▶ _WHAT THE TASK ASKS_:
The first line of the entries below, the line containing "fn root_key(&self) ->", and every line between them should be repeated exactly, and nothing else.
+++
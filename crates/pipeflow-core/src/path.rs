//! Resolución de paths sobre el estado compartido.
//!
//! Un `Path` es una secuencia de claves/índices. `get` desciende por mapas y
//! secuencias; `set` devuelve un estado nuevo (copy-on-write) sin tocar el
//! del caller, creando contenedores intermedios cuando faltan.

use std::fmt;

use serde::{Deserialize, Serialize};

use crate::errors::{PathError, StepError};
use crate::value::{Map, State, Value};

#[derive(Debug, Clone, PartialEq, Eq, Hash, Serialize, Deserialize)]
#[serde(untagged)]
pub enum Segment {
    Key(String),
    Index(usize),
}

impl Segment {
    /// Clave con la que el segmento direcciona el mapa raíz del estado.
    fn root_key(&self) -> String {
        match self {
            Segment::Key(k) => k.clone(),
            Segment::Index(i) => i.to_string(),
        }
    }
}

impl From<&str> for Segment {
    fn from(k: &str) -> Self {
        Segment::Key(k.to_string())
    }
}

impl From<String> for Segment {
    fn from(k: String) -> Self {
        Segment::Key(k)
    }
}

impl From<usize> for Segment {
    fn from(i: usize) -> Self {
        Segment::Index(i)
    }
}

impl fmt::Display for Segment {
    fn fmt(&self, f: &mut fmt::Formatter<'_>) -> fmt::Result {
        match self {
            Segment::Key(k) => f.write_str(k),
            Segment::Index(i) => write!(f, "[{i}]"),
        }
    }
}

#[derive(Debug, Clone, PartialEq, Eq, Hash, Default, Serialize, Deserialize)]
#[serde(transparent)]
pub struct Path(Vec<Segment>);

impl Path {
    pub fn new(segments: Vec<Segment>) -> Self {
        Self(segments)
    }

    pub fn segments(&self) -> &[Segment] {
        &self.0
    }

    pub fn is_empty(&self) -> bool {
        self.0.is_empty()
    }

    pub fn len(&self) -> usize {
        self.0.len()
    }
}

impl From<&str> for Path {
    fn from(k: &str) -> Self {
        Self(vec![k.into()])
    }
}

impl From<String> for Path {
    fn from(k: String) -> Self {
        Self(vec![k.into()])
    }
}

impl From<usize> for Path {
    fn from(i: usize) -> Self {
        Self(vec![i.into()])
    }
}

impl From<Segment> for Path {
    fn from(s: Segment) -> Self {
        Self(vec![s])
    }
}

impl From<Vec<Segment>> for Path {
    fn from(segments: Vec<Segment>) -> Self {
        Self(segments)
    }
}

impl From<Vec<&str>> for Path {
    fn from(keys: Vec<&str>) -> Self {
        Self(keys.into_iter().map(Segment::from).collect())
    }
}

impl<const N: usize> From<[&str; N]> for Path {
    fn from(keys: [&str; N]) -> Self {
        Self(keys.into_iter().map(Segment::from).collect())
    }
}

impl fmt::Display for Path {
    fn fmt(&self, f: &mut fmt::Formatter<'_>) -> fmt::Result {
        for (i, seg) in self.0.iter().enumerate() {
            match seg {
                Segment::Key(k) if i > 0 => write!(f, ".{k}")?,
                other => write!(f, "{other}")?,
            }
        }
        Ok(())
    }
}

/// Lee el valor en `path`.
///
/// Con `await_deferred` activo, cualquier `Deferred` encontrado (intermedio
/// o final) se espera y el descenso continúa con su resultado; el único
/// `Err` posible es el de un diferido que falló. Sin la opción, un diferido
/// final se devuelve tal cual y uno intermedio corta el descenso.
///
/// Un path vacío devuelve el estado completo.
pub fn get(state: &State, path: &Path, await_deferred: bool) -> Result<Option<Value>, StepError> {
    let Some((first, rest)) = path.segments().split_first() else {
        return Ok(Some(Value::Map(state.clone())));
    };
    let Some(mut current) = state.get(&first.root_key()).cloned() else {
        return Ok(None);
    };
    for segment in rest {
        current = settle(current, await_deferred)?;
        match child(&current, segment) {
            Some(next) => current = next,
            None => return Ok(None),
        }
    }
    settle(current, await_deferred).map(Some)
}

/// Escribe `value` en `path` y devuelve el estado resultante.
pub fn set(state: &State, path: &Path, value: Value) -> Result<State, PathError> {
    let (first, rest) = path.segments().split_first().ok_or(PathError::Empty)?;
    let key = first.root_key();
    let updated = assoc_in(state.get(&key), rest, value);
    let mut next = state.clone();
    next.insert(key, updated);
    Ok(next)
}

fn settle(mut value: Value, await_deferred: bool) -> Result<Value, StepError> {
    if !await_deferred {
        return Ok(value);
    }
    while let Value::Deferred(d) = value {
        value = d.wait()?;
    }
    Ok(value)
}

fn child(value: &Value, segment: &Segment) -> Option<Value> {
    match (value, segment) {
        (Value::Map(m), Segment::Key(k)) => m.get(k).cloned(),
        (Value::Json(serde_json::Value::Object(o)), Segment::Key(k)) => o.get(k).cloned().map(Value::Json),
        (Value::Seq(items), Segment::Index(i)) => items.get(*i).cloned(),
        (Value::Json(serde_json::Value::Array(a)), Segment::Index(i)) => a.get(*i).cloned().map(Value::Json),
        _ => None,
    }
}

fn assoc_in(current: Option<&Value>, rest: &[Segment], value: Value) -> Value {
    let Some((segment, rest)) = rest.split_first() else {
        return value;
    };
    match segment {
        Segment::Key(k) => {
            let mut map = current.and_then(as_map).unwrap_or_default();
            let child = assoc_in(map.get(k), rest, value);
            map.insert(k.clone(), child);
            Value::Map(map)
        }
        Segment::Index(i) => {
            let mut items = current.and_then(as_seq).unwrap_or_default();
            if items.len() <= *i {
                items.resize(i + 1, Value::null());
            }
            let child = assoc_in(items.get(*i), rest, value);
            items[*i] = child;
            Value::Seq(items)
        }
    }
}

fn as_map(value: &Value) -> Option<Map> {
    match value {
        Value::Map(m) => Some(m.clone()),
        Value::Json(serde_json::Value::Object(o)) => {
            Some(o.iter().map(|(k, v)| (k.clone(), Value::Json(v.clone()))).collect())
        }
        _ => None,
    }
}

fn as_seq(value: &Value) -> Option<Vec<Value>> {
    match value {
        Value::Seq(items) => Some(items.clone()),
        Value::Json(serde_json::Value::Array(a)) => Some(a.iter().cloned().map(Value::Json).collect()),
        _ => None,
    }
}

#[cfg(test)]
mod tests {
    use super::*;
    use crate::deferred::Deferred;
    use crate::{bindings, path};
    use serde_json::json;

    #[test]
    fn get_descends_into_json_and_containers() {
        let state = bindings! { "user" => json!({"tags": ["a", "b"], "name": "ana"}) };
        assert_eq!(get(&state, &path!["user", "tags", 1], false).unwrap(), Some(Value::from("b")));
        assert_eq!(get(&state, &path!["user", "name"], false).unwrap(), Some(Value::from("ana")));
        assert_eq!(get(&state, &path!["user", "missing"], false).unwrap(), None);
        assert_eq!(get(&state, &path!["user", "name", "deeper"], false).unwrap(), None);
        assert_eq!(get(&state, &Path::from("nope"), false).unwrap(), None);
    }

    #[test]
    fn set_is_copy_on_write() {
        let state = bindings! { "x" => 1 };
        let next = set(&state, &path!["a", "b"], Value::from(2)).unwrap();
        assert_eq!(state.len(), 1);
        assert!(state.get("a").is_none());
        assert_eq!(get(&next, &path!["a", "b"], false).unwrap(), Some(Value::from(2)));
        assert_eq!(next.get("x"), Some(&Value::from(1)));
    }

    #[test]
    fn set_creates_sequences_for_index_segments_and_pads() {
        let next = set(&State::new(), &path!["items", 2], Value::from("c")).unwrap();
        assert_eq!(next["items"].to_json(), json!([null, null, "c"]));
    }

    #[test]
    fn set_updates_inside_existing_json_object() {
        let state = bindings! { "cfg" => json!({"keep": 1, "url": "a"}) };
        let next = set(&state, &path!["cfg", "url"], Value::from("b")).unwrap();
        assert_eq!(next["cfg"].to_json(), json!({"keep": 1, "url": "b"}));
    }

    #[test]
    fn set_rejects_empty_path() {
        assert_eq!(set(&State::new(), &Path::default(), Value::null()), Err(PathError::Empty));
    }

    #[test]
    fn deferred_values_pass_through_unless_awaited() {
        let d = Deferred::ready(json!({"rate": 1.5}));
        let state = bindings! { "fx" => d.clone() };

        assert_eq!(get(&state, &Path::from("fx"), false).unwrap(), Some(Value::Deferred(d.clone())));
        assert_eq!(get(&state, &path!["fx", "rate"], false).unwrap(), None);

        assert_eq!(get(&state, &Path::from("fx"), true).unwrap(), Some(Value::from(json!({"rate": 1.5}))));
        assert_eq!(get(&state, &path!["fx", "rate"], true).unwrap(), Some(Value::from(1.5)));
    }

    #[test]
    fn awaiting_a_failed_deferred_is_an_error() {
        let d = Deferred::spawn(|| Err(StepError::new("nope")));
        let state = bindings! { "d" => d };
        assert_eq!(get(&state, &Path::from("d"), true).unwrap_err().message, "nope");
    }

    #[test]
    fn display_renders_dotted_path() {
        assert_eq!(path!["a", 0, "b"].to_string(), "a[0].b");
    }
}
+++
▶ _SOLUTION FOR THIS EXERCISE_:
filename crates/pipeflow-core/src/path.rs
//! Resolución de paths sobre el estado compartido.
//!
//! Un `Path` es una secuencia de claves/índices. `get` desciende por mapas y
//! secuencias; `set` devuelve un estado nuevo (copy-on-write) sin tocar el
//! del caller, creando contenedores intermedios cuando faltan.

use std::fmt;

use serde::{Deserialize, Serialize};

use crate::errors::{PathError, StepError};
use crate::value::{Map, State, Value};

#[derive(Debug, Clone, PartialEq, Eq, Hash, Serialize, Deserialize)]
#[serde(untagged)]
pub enum Segment {
    Key(String),
    Index(usize),
}

impl Segment {
    /// Clave con la que el segmento direcciona el mapa raíz del estado.
    fn root_key(&self) -> String {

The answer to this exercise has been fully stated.